The bureau said in announcing bid requests for the corral in late 2020 that more space was needed to facilitate roundups of what it says is an overpopulation of wild horse herds causing ecological damage to the range.
The office erroneously concluded that a full year-long environmental impact review was not necessary for JS Livestock Inc.’s stockyards on 100 acres of private land near Winnemucca, about 170 miles northeast of Reno, according to the lawsuit.
Jennifer Best, director of the Friends of Animals Wildlife Law Program, said agency officials who approved the bill in November did not adequately respond to concerns raised about disease transmission, animal waste, disposal of dead animals , groundwater contamination and “air quality in terms of odour”. and dust.”
The less rigorous environmental assessment that the agency improperly completed relies on state permits and other documents in an attempt to satisfy reviews required by the National Environmental Policy Act, according to the lawsuit.
Among other things, the lawsuit says the agency will require JS Livestock to clean the 40 pens that can hold up to 100 head of cattle just twice a year. Every six months, 100 horses will produce 465 tons of waste in a 750-square-foot pen, and 4,000 animals will produce 18,000 tons, he said.

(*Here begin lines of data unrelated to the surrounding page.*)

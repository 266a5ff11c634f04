use std::process::Command;

#[test]
fn cli_smoke_help() {
    let exe = env!("CARGO_BIN_EXE_tasklist");
    let output = Command::new(exe)
        .arg("--help")
        .output()
        .expect("failed to run tasklist --help");

    assert!(output.status.success());
    let stdout = String::from_utf8_lossy(&output.stdout);
    assert!(stdout.contains("finish"));
    assert!(stdout.contains("repeat"));
}
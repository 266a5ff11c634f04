use crate::error::AppError;
use crate::storage::KeyValueStore;
use std::collections::BTreeMap;

#[derive(Debug, Clone, Default, PartialEq, Eq)]
pub struct MemoryStore {
    entries: BTreeMap<String, String>,
}

impl MemoryStore {
    pub fn new() -> Self {
        Self::default()
    }

    pub fn with_entries<I, K, V>(entries: I) -> Self
    where
        I: IntoIterator<Item = (K, V)>,
        K: Into<String>,
        V: Into<String>,
    {
        Self {
            entries: entries
                .into_iter()
                .map(|(key, value)| (key.into(), value.into()))
                .collect(),
        }
    }

    pub fn keys(&self) -> impl Iterator<Item = &str> {
        self.entries.keys().map(String::as_str)
    }
}

impl KeyValueStore for MemoryStore {
    fn get(&self, key: &str) -> Result<Option<String>, AppError> {
        Ok(self.entries.get(key).cloned())
    }

    fn set(&mut self, key: &str, value: &str) -> Result<(), AppError> {
        self.entries.insert(key.to_string(), value.to_string());
        Ok(())
    }

    fn remove(&mut self, key: &str) -> Result<(), AppError> {
        self.entries.remove(key);
        Ok(())
    }
}
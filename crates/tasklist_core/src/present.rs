//! Display instructions the task list issues to whatever draws it.

use crate::error::AppError;
use crate::model::Task;
use std::time::Duration;

#[derive(Debug, Clone, Copy, PartialEq, Eq)]
pub enum Surface {
    Pending,
    Finished,
}

impl Surface {
    /// Picks the surface from the task alone: finished tasks go to the
    /// finished surface, everything else to pending.
    pub fn for_task(task: &Task) -> Self {
        if task.is_finished() {
            Self::Finished
        } else {
            Self::Pending
        }
    }
}

#[derive(Debug, Clone, Copy, PartialEq, Eq)]
pub enum Animation {
    None,
    Enter,
    Exit,
}

/// Identifies a rendered row. Rows carry their task's id so activations never
/// have to be resolved from the displayed text.
#[derive(Debug, Clone, PartialEq, Eq, Hash)]
pub struct RowRef {
    pub task_id: String,
    pub text: String,
}

impl RowRef {
    pub fn for_task(task: &Task) -> Self {
        Self {
            task_id: task.id.clone(),
            text: task.text.clone(),
        }
    }
}

pub trait Presenter {
    fn render(
        &mut self,
        task: &Task,
        surface: Surface,
        animation: Animation,
    ) -> Result<(), AppError>;

    /// First phase of a removal: start the exit animation. The row stays on
    /// screen until [`Presenter::remove_row`] is called for it.
    fn mark_for_removal(
        &mut self,
        row: &RowRef,
        animation: Animation,
        delay: Duration,
    ) -> Result<(), AppError>;

    fn remove_row(&mut self, row: &RowRef) -> Result<(), AppError>;

    fn show_error(&mut self, message: &str, visible_for: Duration) -> Result<(), AppError>;

    fn clear_error(&mut self) -> Result<(), AppError> {
        Ok(())
    }

    fn clear_input(&mut self) -> Result<(), AppError> {
        Ok(())
    }
}

pub struct NoopPresenter;

impl Presenter for NoopPresenter {
    fn render(
        &mut self,
        _task: &Task,
        _surface: Surface,
        _animation: Animation,
    ) -> Result<(), AppError> {
        Ok(())
    }

    fn mark_for_removal(
        &mut self,
        _row: &RowRef,
        _animation: Animation,
        _delay: Duration,
    ) -> Result<(), AppError> {
        Ok(())
    }

    fn remove_row(&mut self, _row: &RowRef) -> Result<(), AppError> {
        Ok(())
    }

    fn show_error(&mut self, _message: &str, _visible_for: Duration) -> Result<(), AppError> {
        Ok(())
    }
}
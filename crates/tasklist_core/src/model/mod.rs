mod task;

pub use task::{Task, TaskState};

“The BLM decision sucks,” said Priscilla Feral, president of Friends of Animals. “If the BLM were to base its decisions on science and not placate the meat industry that wants wild horses extinct, the agency would keep its hands off wild horses.”

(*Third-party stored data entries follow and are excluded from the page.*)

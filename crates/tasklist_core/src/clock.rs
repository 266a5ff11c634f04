//! Time source used for task timestamps, task ids and deferred work.

use std::cell::Cell;
use std::rc::Rc;
use std::time::Duration;
use time::OffsetDateTime;

/// Number of decimal digits kept from the millisecond timestamp in a task id.
pub const ID_WIDTH: usize = 10;
const ID_MODULUS: u64 = 10_000_000_000;

pub trait Clock {
    fn now_utc(&self) -> OffsetDateTime;
}

#[derive(Debug, Clone, Copy, Default)]
pub struct SystemClock;

impl Clock for SystemClock {
    fn now_utc(&self) -> OffsetDateTime {
        OffsetDateTime::now_utc()
    }
}

/// Clock that only moves when told to. Clones share the same instant, so a
/// test can keep a handle while the manager owns another.
#[derive(Debug, Clone)]
pub struct ManualClock {
    now: Rc<Cell<OffsetDateTime>>,
}

impl ManualClock {
    pub fn new(start: OffsetDateTime) -> Self {
        Self {
            now: Rc::new(Cell::new(start)),
        }
    }

    pub fn advance(&self, by: Duration) {
        self.now.set(self.now.get() + by);
    }
}

impl Clock for ManualClock {
    fn now_utc(&self) -> OffsetDateTime {
        self.now.get()
    }
}

/// Issues task ids from the clock's millisecond timestamp, truncated to
/// [`ID_WIDTH`] digits and kept strictly increasing within a session.
#[derive(Debug, Clone, Default)]
pub struct IdSequence {
    last: Option<u64>,
}

impl IdSequence {
    pub fn new() -> Self {
        Self::default()
    }

    /// Continues after the highest numeric id already in use.
    pub fn seeded<'a, I>(existing: I) -> Self
    where
        I: IntoIterator<Item = &'a str>,
    {
        let last = existing
            .into_iter()
            .filter_map(|id| id.parse::<u64>().ok())
            .max();
        Self { last }
    }

    pub fn next_id(&mut self, now: OffsetDateTime) -> String {
        let millis = u64::try_from(now.unix_timestamp_nanos() / 1_000_000).unwrap_or(0);
        let candidate = millis % ID_MODULUS;
        let value = match self.last {
            Some(last) if candidate <= last => (last + 1) % ID_MODULUS,
            _ => candidate,
        };
        self.last = Some(value);
        format!("{value:0width$}", width = ID_WIDTH)
    }
}

#[cfg(test)]
mod tests {
    use super::{Clock, ID_WIDTH, IdSequence, ManualClock};
    use std::time::Duration;
    use time::macros::datetime;

    #[test]
    fn id_keeps_last_ten_digits_of_millis() {
        let mut ids = IdSequence::new();
        let id = ids.next_id(datetime!(2025-12-20 00:00:00.123 UTC));

        assert_eq!(id.len(), ID_WIDTH);
        assert_eq!(id, "6188800123");
    }

    #[test]
    fn ids_stay_increasing_when_clock_stalls() {
        let clock = ManualClock::new(datetime!(2025-12-20 00:00 UTC));
        let mut ids = IdSequence::new();

        let first = ids.next_id(clock.now_utc());
        let second = ids.next_id(clock.now_utc());
        clock.advance(Duration::from_millis(5));
        let third = ids.next_id(clock.now_utc());

        assert!(first < second);
        assert!(second < third);
    }

    #[test]
    fn seeded_sequence_skips_existing_ids() {
        let mut ids = IdSequence::seeded(["6188800500", "not-a-number", "0000000001"]);
        let next = ids.next_id(datetime!(2025-12-20 00:00 UTC));

        assert_eq!(next, "6188800501");
    }

    #[test]
    fn manual_clock_clones_share_time() {
        let clock = ManualClock::new(datetime!(2025-12-20 00:00 UTC));
        let handle = clock.clone();
        handle.advance(Duration::from_secs(2));

        assert_eq!(clock.now_utc(), datetime!(2025-12-20 00:00:02 UTC));
    }
}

The suit says the office downplayed numerous potential impacts, including noise that the agency’s review concluded would not differ materially from the existing land use: an alfalfa field.
“BLM did not explain how a facility with 4,000 wild horses and burros will have the same noise level as alfalfa,” he said.
JS Livestock did not immediately respond to an email requesting comment. Jennifer Erickson, a woman listed as an official with the company, declined immediate comment when contacted by phone Wednesday.
The National Ranchers Association and its Public Lands Council are among those backing the Biden administration’s efforts to reduce what it says is an overpopulation of wild horses on federal land.
“This is not the first time that a group of militant activists has stood in the way of meaningful progress in this crisis, and it won’t be the last,” said Sigrid Johannes, the groups’ associate director.
“Outfield pens are a legitimate, and much-needed, tool in the toolbox for managing critically overcrowded areas,” he said in an email Wednesday.
Nevada is home to about half of the 86,000 horses that roam federal land in 10 states, including Arizona, California, Colorado, Idaho, North Dakota, New Mexico, Oregon, Utah and Wyoming.
The bureau announced in January that it planned to permanently remove 19,000 wild horses and burros by 2022, the most in a single year.
As of last month, more than 58,000 wild horses and burros were being housed in out-of-range pens and pastures at a cost to taxpayers of $50 million annually, according to the lawsuit.
The lawsuit said the 2022 raid schedule was based on the opening of the detention facility in Winnemucca. The largest storage facility currently in operation in the Palomino Valley, just north of Reno, has a capacity of 1,800.